Hidalgo dispatched Morelos to the south to form a fighting force there and various patriots joined up including many who would become familiar in Mexican history: the Galeana brothers, the Bravo brothers, including Nicolás, who would become a major figure in Mexican politics, Juan Alvarez and Vicente Guerrero, future presidents; Ignacio Rayón and Mariano Matamoros. Morelos quickly sought to improve the lives of the common people by abolishing slavery, the hierarchy of races, and community treasuries. As he won battle after battle (the siege of Acapulco being the exception), he dispatched two representatives to solicit aid from the United States. After taking both Chilpancingo (May 24) and Tixtla, he decreed the minting of a copper currency and asked Rayón to set up a governing committee (junta). By August 1811, he had delivered the entire South except for Acapulco to the insurgents.

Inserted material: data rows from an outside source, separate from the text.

//! Tokens and the separator alphabet
//!
//! A token is a non-empty run of characters that are either all in the
//! separator alphabet or all outside of it. Its class is never stored; it
//! is derived from the text on demand.

use crate::error::{Error, Result};
use serde::Serialize;
use std::fmt;

/// Characters that split words
pub const SEPARATORS: &str = " \t\n\r,.{}();:*&|-+=[]!";

/// Text of the sentinel token appended after the last line.
///
/// The embedded spaces would be split off by the lexer, so this token can
/// never be produced from input text.
pub const END_OF_INPUT: &str = "### END OF INPUT ###";

/// Canonical text of the token emitted for every line break
pub const LINE_TERMINATOR: &str = "\n";

/// Returns true if `ch` belongs to the separator alphabet
#[inline]
pub fn is_separator(ch: char) -> bool {
    SEPARATORS.contains(ch)
}

/// Class of a token, derived from its content
#[derive(Debug, Clone, Copy, PartialEq, Eq, Hash, Serialize)]
#[serde(rename_all = "kebab-case")]
pub enum TokenKind {
    /// Run of non-separator characters
    Word,
    /// Run of separator characters
    Separator,
    /// Line break emitted after each line
    LineTerminator,
    /// End-of-stream sentinel
    EndOfInput,
}

impl TokenKind {
    /// Lowercase name used in token dumps
    pub fn as_str(&self) -> &'static str {
        match self {
            TokenKind::Word => "word",
            TokenKind::Separator => "separator",
            TokenKind::LineTerminator => "line-terminator",
            TokenKind::EndOfInput => "end-of-input",
        }
    }
}

impl fmt::Display for TokenKind {
    fn fmt(&self, f: &mut fmt::Formatter<'_>) -> fmt::Result {
        f.write_str(self.as_str())
    }
}

/// An immutable, non-empty piece of text
#[derive(Debug, Clone, PartialEq, Eq, Hash, Serialize)]
#[serde(transparent)]
pub struct Token(String);

impl Token {
    /// Create a token, rejecting empty text
    pub fn new(text: impl Into<String>) -> Result<Self> {
        let text = text.into();
        if text.is_empty() {
            return Err(Error::InvalidArgument(
                "token text must not be empty".to_string(),
            ));
        }
        Ok(Self(text))
    }

    /// Caller guarantees `text` is non-empty
    pub(crate) fn from_lexeme(text: impl Into<String>) -> Self {
        let text = text.into();
        debug_assert!(!text.is_empty());
        Self(text)
    }

    /// The end-of-stream sentinel
    pub fn end_of_input() -> Self {
        Self(END_OF_INPUT.to_string())
    }

    /// The canonical line-terminator token
    pub fn line_terminator() -> Self {
        Self(LINE_TERMINATOR.to_string())
    }

    /// Token text
    pub fn as_str(&self) -> &str {
        &self.0
    }

    /// Consume the token, returning its text
    pub fn into_string(self) -> String {
        self.0
    }

    /// Length in bytes
    pub fn len(&self) -> usize {
        self.0.len()
    }

    /// Always false; tokens are never empty
    pub fn is_empty(&self) -> bool {
        self.0.is_empty()
    }

    /// Classify the token by its content
    pub fn kind(&self) -> TokenKind {
        match self.0.as_str() {
            END_OF_INPUT => TokenKind::EndOfInput,
            "\n" | "\r\n" | "\r" => TokenKind::LineTerminator,
            text if text.chars().all(is_separator) => TokenKind::Separator,
            _ => TokenKind::Word,
        }
    }

    /// True for word tokens
    pub fn is_word(&self) -> bool {
        self.kind() == TokenKind::Word
    }

    /// True for separator runs (line terminators excluded)
    pub fn is_separator(&self) -> bool {
        self.kind() == TokenKind::Separator
    }

    /// True for line-terminator tokens
    pub fn is_line_terminator(&self) -> bool {
        self.kind() == TokenKind::LineTerminator
    }

    /// True for the end-of-stream sentinel
    pub fn is_end_of_input(&self) -> bool {
        self.0 == END_OF_INPUT
    }
}

impl fmt::Display for Token {
    fn fmt(&self, f: &mut fmt::Formatter<'_>) -> fmt::Result {
        f.write_str(&self.0)
    }
}

impl AsRef<str> for Token {
    fn as_ref(&self) -> &str {
        &self.0
    }
}

#[cfg(test)]
mod tests {
    use super::*;

    #[test]
    fn test_separator_alphabet() {
        for ch in " \t\n\r,.{}();:*&|-+=[]!".chars() {
            assert!(is_separator(ch), "{ch:?} should be a separator");
        }
        for ch in ['a', 'Z', '0', '_', '#', '"', '\'', '<', '>', '/', 'ś', '世'] {
            assert!(!is_separator(ch), "{ch:?} should not be a separator");
        }
    }

    #[test]
    fn test_kind_from_content() {
        assert_eq!(Token::new("Hello").unwrap().kind(), TokenKind::Word);
        assert_eq!(Token::new(", ").unwrap().kind(), TokenKind::Separator);
        assert_eq!(Token::new("\n").unwrap().kind(), TokenKind::LineTerminator);
        assert_eq!(Token::new("\r\n").unwrap().kind(), TokenKind::LineTerminator);
        assert_eq!(Token::new("\r").unwrap().kind(), TokenKind::LineTerminator);
        assert_eq!(Token::end_of_input().kind(), TokenKind::EndOfInput);
        assert_eq!(Token::line_terminator().as_str(), "\n");
    }

    #[test]
    fn test_empty_token_rejected() {
        assert!(matches!(Token::new(""), Err(Error::InvalidArgument(_))));
    }

    #[test]
    fn test_end_of_input_is_not_a_single_lexeme() {
        // The sentinel mixes word and separator characters
        assert!(END_OF_INPUT.chars().any(is_separator));
        assert!(END_OF_INPUT.chars().any(|c| !is_separator(c)));
    }

    #[test]
    fn test_kind_display() {
        assert_eq!(TokenKind::LineTerminator.to_string(), "line-terminator");
        assert_eq!(TokenKind::EndOfInput.to_string(), "end-of-input");
    }
}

By October 1812, he was able to take Orizaba in the state of Veracruz and Oaxaca the next month. Once there, he set up a mint, and printed “El Correo Americano del Sur.” In April 1813 he finally took Acapulco. Then he convened the Congress of Chilpancingo (Supremo Congreso Americano) on September 14 in Chilpancingo. Out of that came the Constitution of Apatzingan (proclaimed on October 22, 1814) which declared him Generalísimo in charge of the executive. But, his movement began to suffer a series of defeats, and he was stripped of that rank in February 1815. He was finally captured on November 5, 1815 by Manuel Concha and taken to Mexico City where he lost his priestly status and was condemned to death. On December 22, 1815 he was executed in San Cristóbal Ecatepec. The organized insurgency died with him.
Joseé Maria Teclo Morelos y Pavón, 1765-1815. Illus. taken from Historia militar del General Don Jose Maria Morelos... Mexico, 1825. Call Number: Illus. in F 1232.B956 [General Collections] Prints and Photographs Division, Library of Congress. Reproduction Number: LC-USZ61-1611 (b&w film copy neg.)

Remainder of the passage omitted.